*Exercise goal:* Reproduce the entries shown below only from the line with "pub fn source_ref(&self)" down to the line with "pub fn set_source(mut", keeping both end lines and copying each one exactly.

*Supplied data:*
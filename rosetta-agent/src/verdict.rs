//! Verdicts returned by the leaf verifiers and the aggregated feedback report.

use rosetta_error::{Error, Result};
use serde::{Deserialize, Serialize};

/// Outcome of testing one rule against the dataset
#[derive(Debug, Clone, Copy, PartialEq, Eq, Hash, Serialize, Deserialize)]
pub enum RuleStatus {
    #[serde(rename = "RULE_OK", alias = "OK")]
    Ok,
    #[serde(rename = "RULE_WRONG", alias = "WRONG")]
    Wrong,
    #[serde(rename = "RULE_INCONSISTENT", alias = "INCONSISTENT")]
    Inconsistent,
    #[serde(rename = "RULE_UNCLEAR", alias = "UNCLEAR")]
    Unclear,
    #[serde(rename = "RULE_NEEDS_UPDATE", alias = "NEEDS_UPDATE")]
    NeedsUpdate,
    #[serde(rename = "RULE_NEW_NEEDED", alias = "NEW_NEEDED")]
    NewNeeded,
}

impl RuleStatus {
    pub fn is_ok(&self) -> bool {
        matches!(self, RuleStatus::Ok)
    }

    pub fn as_str(&self) -> &'static str {
        match self {
            RuleStatus::Ok => "RULE_OK",
            RuleStatus::Wrong => "RULE_WRONG",
            RuleStatus::Inconsistent => "RULE_INCONSISTENT",
            RuleStatus::Unclear => "RULE_UNCLEAR",
            RuleStatus::NeedsUpdate => "RULE_NEEDS_UPDATE",
            RuleStatus::NewNeeded => "RULE_NEW_NEEDED",
        }
    }
}

#[derive(Debug, Clone, PartialEq, Eq, Serialize, Deserialize)]
pub struct RuleVerdict {
    pub status: RuleStatus,
    #[serde(default)]
    pub reasoning: String,
    #[serde(default)]
    pub recommendation: String,
}

impl RuleVerdict {
    pub fn ok(reasoning: impl Into<String>) -> Self {
        Self {
            status: RuleStatus::Ok,
            reasoning: reasoning.into(),
            recommendation: String::new(),
        }
    }

    pub fn failing(
        status: RuleStatus,
        reasoning: impl Into<String>,
        recommendation: impl Into<String>,
    ) -> Self {
        Self {
            status,
            reasoning: reasoning.into(),
            recommendation: recommendation.into(),
        }
    }
}

#[derive(Debug, Clone, Copy, PartialEq, Eq, Hash, Serialize, Deserialize)]
pub enum SentenceStatus {
    #[serde(rename = "SENTENCE_OK", alias = "OK")]
    Ok,
    #[serde(rename = "SENTENCE_AMBIGUOUS", alias = "AMBIGUOUS")]
    Ambiguous,
    #[serde(rename = "SENTENCE_UNTRANSLATABLE", alias = "UNTRANSLATABLE")]
    Untranslatable,
}

impl SentenceStatus {
    pub fn is_ok(&self) -> bool {
        matches!(self, SentenceStatus::Ok)
    }

    pub fn as_str(&self) -> &'static str {
        match self {
            SentenceStatus::Ok => "SENTENCE_OK",
            SentenceStatus::Ambiguous => "SENTENCE_AMBIGUOUS",
            SentenceStatus::Untranslatable => "SENTENCE_UNTRANSLATABLE",
        }
    }
}

#[derive(Debug, Clone, Copy, PartialEq, Eq, Hash, Serialize, Deserialize)]
#[serde(rename_all = "UPPERCASE")]
pub enum Likelihood {
    High,
    Medium,
    Low,
}

impl Likelihood {
    /// Ranking weight used when ordering recommendations
    pub fn weight(&self) -> u32 {
        match self {
            Likelihood::High => 3,
            Likelihood::Medium => 2,
            Likelihood::Low => 1,
        }
    }
}

#[derive(Debug, Clone, PartialEq, Eq, Serialize, Deserialize)]
pub struct Suggestion {
    pub suggestion: String,
    pub likelihood: Likelihood,
    #[serde(default)]
    pub reasoning: String,
}

impl Suggestion {
    pub fn new(suggestion: impl Into<String>, likelihood: Likelihood) -> Self {
        Self {
            suggestion: suggestion.into(),
            likelihood,
            reasoning: String::new(),
        }
    }
}

/// Number of ranked repair options a non-OK sentence verdict must carry
pub const SUGGESTIONS_PER_VERDICT: usize = 3;

/// Upper bound on `VerifierFeedback::top_recommendations`
pub const MAX_TOP_RECOMMENDATIONS: usize = 5;

#[derive(Debug, Clone, PartialEq, Eq, Serialize, Deserialize)]
#[serde(rename_all = "camelCase")]
pub struct SentenceVerdict {
    pub can_translate: bool,
    #[serde(default)]
    pub translation: String,
    #[serde(default)]
    pub ambiguities: Vec<String>,
    #[serde(default)]
    pub suggestions: Vec<Suggestion>,
    pub overall_status: SentenceStatus,
}

impl SentenceVerdict {
    pub fn ok(translation: impl Into<String>) -> Self {
        Self {
            can_translate: true,
            translation: translation.into(),
            ambiguities: Vec::new(),
            suggestions: Vec::new(),
            overall_status: SentenceStatus::Ok,
        }
    }

    /// Reject verdicts the improver cannot act on.
    pub fn validate(&self) -> Result<()> {
        if !self.overall_status.is_ok() && self.suggestions.len() != SUGGESTIONS_PER_VERDICT {
            return Err(Error::schema_invalid(format!(
                "{} verdict must carry exactly {} suggestions, got {}",
                self.overall_status.as_str(),
                SUGGESTIONS_PER_VERDICT,
                self.suggestions.len()
            ))
            .with_operation("SentenceVerdict::validate"));
        }
        Ok(())
    }

    /// Highest-likelihood suggestion, first one on ties
    pub fn top_suggestion(&self) -> Option<&Suggestion> {
        self.suggestions
            .iter()
            .enumerate()
            .max_by(|(ia, a), (ib, b)| {
                a.likelihood
                    .weight()
                    .cmp(&b.likelihood.weight())
                    .then(ib.cmp(ia))
            })
            .map(|(_, s)| s)
    }
}

#[derive(Debug, Clone, Copy, PartialEq, Eq, Hash, Serialize, Deserialize)]
#[serde(rename_all = "SCREAMING_SNAKE_CASE")]
pub enum Conclusion {
    AllPass,
    NeedsImprovement,
    MajorIssues,
}

impl Conclusion {
    pub fn as_str(&self) -> &'static str {
        match self {
            Conclusion::AllPass => "ALL_PASS",
            Conclusion::NeedsImprovement => "NEEDS_IMPROVEMENT",
            Conclusion::MajorIssues => "MAJOR_ISSUES",
        }
    }
}

impl std::fmt::Display for Conclusion {
    fn fmt(&self, f: &mut std::fmt::Formatter<'_>) -> std::fmt::Result {
        f.write_str(self.as_str())
    }
}

/// A cluster of failures that share a root cause
#[derive(Debug, Clone, PartialEq, Eq, Serialize, Deserialize)]
pub struct Issue {
    pub title: String,
    pub description: String,
    pub recommendation: String,
    #[serde(default, skip_serializing_if = "Vec::is_empty")]
    pub rules: Vec<String>,
    #[serde(default, skip_serializing_if = "Vec::is_empty")]
    pub sentences: Vec<String>,
}

#[derive(Debug, Clone, PartialEq, Eq, Serialize, Deserialize)]
#[serde(rename_all = "camelCase")]
pub struct MissingRule {
    pub pattern: String,
    pub suggested_rule: String,
    pub evidence: Vec<String>,
}

#[derive(Debug, Clone, Copy, PartialEq, Eq, Serialize, Deserialize)]
#[serde(rename_all = "lowercase")]
pub enum TestTarget {
    Rule,
    Sentence,
}

/// A leaf verifier call that never produced a verdict
#[derive(Debug, Clone, PartialEq, Eq, Serialize, Deserialize)]
pub struct FailedTest {
    pub target: TestTarget,
    /// Rule title or sentence id
    pub id: String,
    /// Error kind, e.g. "Timeout"
    pub kind: String,
    pub message: String,
}

/// The aggregated report for one verification pass
#[derive(Debug, Clone, PartialEq, Serialize, Deserialize)]
#[serde(rename_all = "camelCase")]
pub struct VerifierFeedback {
    pub full_explanation: String,
    pub rules_tested_count: usize,
    pub errant_rules: Vec<String>,
    pub sentences_tested_count: usize,
    pub errant_sentences: Vec<String>,
    pub issues: Vec<Issue>,
    pub missing_rules: Vec<MissingRule>,
    pub top_recommendations: Vec<String>,
    pub conclusion: Conclusion,
    #[serde(default)]
    pub failed_tests: Vec<FailedTest>,
    #[serde(default = "default_true")]
    pub coverage_complete: bool,
}

fn default_true() -> bool {
    true
}

impl VerifierFeedback {
    pub fn all_pass(&self) -> bool {
        self.conclusion == Conclusion::AllPass
    }
}
//! The main Error type for rosetta

use crate::{ErrorKind, ErrorStatus};
use std::fmt;

/// The unified error type for all rosetta operations.
///
/// This error type provides:
/// - `kind`: What type of error occurred
/// - `message`: Human-readable description
/// - `status`: Whether the error is retryable
/// - `operation`: What operation caused the error
/// - `context`: Key-value pairs for debugging
/// - `source`: The underlying error (if any)
///
/// # Example
///
/// ```rust
/// use rosetta_error::{Error, ErrorKind, ErrorStatus};
///
/// let err = Error::new(ErrorKind::EmptyResponse, "model returned empty response")
///     .with_operation("model::generate")
///     .with_status(ErrorStatus::Temporary)
///     .with_context("agent", "rule-tester")
///     .with_context("attempt", "2");
///
/// assert_eq!(err.kind(), ErrorKind::EmptyResponse);
/// assert!(err.status().is_retryable());
/// ```
pub struct Error {
    kind: ErrorKind,
    message: String,
    status: ErrorStatus,
    operation: &'static str,
    context: Vec<(&'static str, String)>,
    source: Option<anyhow::Error>,
}

impl Error {
    /// Create a new error with the given kind and message
    pub fn new(kind: ErrorKind, message: impl Into<String>) -> Self {
        let status = if kind.is_retryable() {
            ErrorStatus::Temporary
        } else {
            ErrorStatus::Permanent
        };

        Self {
            kind,
            message: message.into(),
            status,
            operation: "",
            context: Vec::new(),
            source: None,
        }
    }

    // =========================================================================
    // Getters
    // =========================================================================

    /// Get the error kind
    pub fn kind(&self) -> ErrorKind {
        self.kind
    }

    /// Get the error message
    pub fn message(&self) -> &str {
        &self.message
    }

    /// Get the error status
    pub fn status(&self) -> ErrorStatus {
        self.status
    }

    /// Get the operation that caused this error
    pub fn operation(&self) -> &'static str {
        self.operation
    }

    /// Get the context key-value pairs
    pub fn context(&self) -> &[(&'static str, String)] {
        &self.context
    }

    /// Get the source error (if any)
    pub fn source_ref(&self) -> Option<&anyhow::Error> {
        self.source.as_ref()
    }

    // =========================================================================
    // Builders (chainable)
    // =========================================================================

    /// Set the error status
    pub fn with_status(mut self, status: ErrorStatus) -> Self {
        self.status = status;
        self
    }

    /// Mark as temporary (retryable)
    pub fn temporary(mut self) -> Self {
        self.status = ErrorStatus::Temporary;
        self
    }

    /// Mark as permanent (not retryable)
    pub fn permanent(mut self) -> Self {
        self.status = ErrorStatus::Permanent;
        self
    }

    /// Set the operation that caused this error.
    ///
    /// If an operation was already set, the previous one is moved to context
    /// as "called" to preserve the call chain.
    pub fn with_operation(mut self, operation: &'static str) -> Self {
        if !self.operation.is_empty() {
            self.context.push(("called", self.operation.to_string()));
        }
        self.operation = operation;
        self
    }

    /// Add context to the error
    pub fn with_context(mut self, key: &'static str, value: impl Into<String>) -> Self {
        self.context.push((key, value.into()));
        self
    }

    /// Set the source error.
    ///
    /// # Panics (debug only)
    /// Panics in debug mode if source was already set.
    pub fn set_source(mut self, source: impl Into<anyhow::Error>) -> Self {
        debug_assert!(self.source.is_none(), "source error already set");
        self.source = Some(source.into());
        self
    }

    // =========================================================================
    // Status mutations
    // =========================================================================

    /// Mark as persistent after failed retries
    pub fn persist(mut self) -> Self {
        self.status = self.status.persist();
        self
    }

    /// Check if this error is retryable
    pub fn is_retryable(&self) -> bool {
        self.status.is_retryable()
    }
}

// =============================================================================
// Display - compact, single-line format for logs
// =============================================================================

impl fmt::Display for Error {
    fn fmt(&self, f: &mut fmt::Formatter<'_>) -> fmt::Result {
        write!(f, "{} ({}) at {}", self.kind, self.status, self.operation)?;

        if !self.context.is_empty() {
            write!(f, ", context {{ ")?;
            for (i, (key, value)) in self.context.iter().enumerate() {
                if i > 0 {
                    write!(f, ", ")?;
                }
                write!(f, "{}: {}", key, value)?;
            }
            write!(f, " }}")?;
        }

        if !self.message.is_empty() {
            write!(f, " => {}", self.message)?;
        }

        Ok(())
    }
}

// =============================================================================
// Debug - verbose, multi-line format for debugging
// =============================================================================

impl fmt::Debug for Error {
    fn fmt(&self, f: &mut fmt::Formatter<'_>) -> fmt::Result {
        writeln!(f, "{} ({}) at {}", self.kind, self.status, self.operation)?;

        if !self.message.is_empty() {
            writeln!(f)?;
            writeln!(f, "    Message: {}", self.message)?;
        }

        if !self.context.is_empty() {
            writeln!(f)?;
            writeln!(f, "    Context:")?;
            for (key, value) in &self.context {
                writeln!(f, "        {}: {}", key, value)?;
            }
        }

        if let Some(source) = &self.source {
            writeln!(f)?;
            writeln!(f, "    Source: {:?}", source)?;
        }

        Ok(())
    }
}

// =============================================================================
// std::error::Error implementation
// =============================================================================

impl std::error::Error for Error {
    fn source(&self) -> Option<&(dyn std::error::Error + 'static)> {
        self.source.as_ref().map(|e| e.as_ref() as &(dyn std::error::Error + 'static))
    }
}

// =============================================================================
// Convenient From implementations (be careful not to leak raw errors!)
// =============================================================================

impl From<std::io::Error> for Error {
    fn from(err: std::io::Error) -> Self {
        let kind = match err.kind() {
            std::io::ErrorKind::NotFound => ErrorKind::FileNotFound,
            std::io::ErrorKind::PermissionDenied => ErrorKind::PermissionDenied,
            _ => ErrorKind::IoFailed,
        };
        Error::new(kind, err.to_string())
            .with_operation("io")
            .set_source(err)
    }
}

// =============================================================================
// Convenience constructors
// =============================================================================

impl Error {
    /// Create an Unexpected error
    pub fn unexpected(message: impl Into<String>) -> Self {
        Self::new(ErrorKind::Unexpected, message)
    }

    /// Create a ConfigInvalid error
    pub fn config_invalid(message: impl Into<String>) -> Self {
        Self::new(ErrorKind::ConfigInvalid, message)
    }

    /// Create an InvalidArgument error
    pub fn invalid_argument(message: impl Into<String>) -> Self {
        Self::new(ErrorKind::InvalidArgument, message)
    }

    /// Create an ExtractionFailed error
    pub fn extraction_failed(reason: impl Into<String>) -> Self {
        Self::new(ErrorKind::ExtractionFailed, reason)
    }

    /// Create a HypothesisFailed error
    pub fn hypothesis_failed(reason: impl Into<String>) -> Self {
        Self::new(ErrorKind::HypothesisFailed, reason)
    }

    /// Create an ImprovementFailed error
    pub fn improvement_failed(reason: impl Into<String>) -> Self {
        Self::new(ErrorKind::ImprovementFailed, reason)
    }

    /// Create an AnswerFailed error
    pub fn answer_failed(reason: impl Into<String>) -> Self {
        Self::new(ErrorKind::AnswerFailed, reason)
    }

    /// Create a SchemaInvalid error
    pub fn schema_invalid(message: impl Into<String>) -> Self {
        Self::new(ErrorKind::SchemaInvalid, message)
    }

    /// Create a VerificationFailed error for one rule or sentence test
    pub fn verification_failed(target: impl Into<String>, reason: impl Into<String>) -> Self {
        let target = target.into();
        Self::new(ErrorKind::VerificationFailed, reason).with_context("target", target)
    }

    /// Create a Cancelled error
    pub fn cancelled() -> Self {
        Self::new(ErrorKind::Cancelled, "run cancelled by caller")
    }

    /// Create an InferenceFailed error
    pub fn inference_failed(message: impl Into<String>) -> Self {
        Self::new(ErrorKind::InferenceFailed, message)
    }

    /// Create an EmptyResponse error
    pub fn empty_response() -> Self {
        Self::new(ErrorKind::EmptyResponse, "model returned no content")
    }

    /// Create a Timeout error
    pub fn timeout(secs: u64) -> Self {
        Self::new(ErrorKind::Timeout, format!("call exceeded {}s deadline", secs))
            .with_context("timeout_secs", secs.to_string())
    }

    /// Create a NetworkFailed error
    pub fn network_failed(message: impl Into<String>) -> Self {
        Self::new(ErrorKind::NetworkFailed, message)
    }

    /// Create a ParseFailed error
    pub fn parse_failed(message: impl Into<String>) -> Self {
        Self::new(ErrorKind::ParseFailed, message)
    }
}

*Solution to this exercise:*
    pub fn source_ref(&self) -> Option<&anyhow::Error> {
        self.source.as_ref()
    }

    // =========================================================================
    // Builders (chainable)
    // =========================================================================

    /// Set the error status
    pub fn with_status(mut self, status: ErrorStatus) -> Self {
        self.status = status;
        self
    }

    /// Mark as temporary (retryable)
    pub fn temporary(mut self) -> Self {
        self.status = ErrorStatus::Temporary;
        self
    }

    /// Mark as permanent (not retryable)
    pub fn permanent(mut self) -> Self {
        self.status = ErrorStatus::Permanent;
        self
    }

    /// Set the operation that caused this error.
    ///
    /// If an operation was already set, the previous one is moved to context
    /// as "called" to preserve the call chain.
    pub fn with_operation(mut self, operation: &'static str) -> Self {
        if !self.operation.is_empty() {
            self.context.push(("called", self.operation.to_string()));
        }
        self.operation = operation;
        self
    }

    /// Add context to the error
    pub fn with_context(mut self, key: &'static str, value: impl Into<String>) -> Self {
        self.context.push((key, value.into()));
        self
    }

    /// Set the source error.
    ///
    /// # Panics (debug only)
    /// Panics in debug mode if source was already set.
    pub fn set_source(mut self, source: impl Into<anyhow::Error>) -> Self {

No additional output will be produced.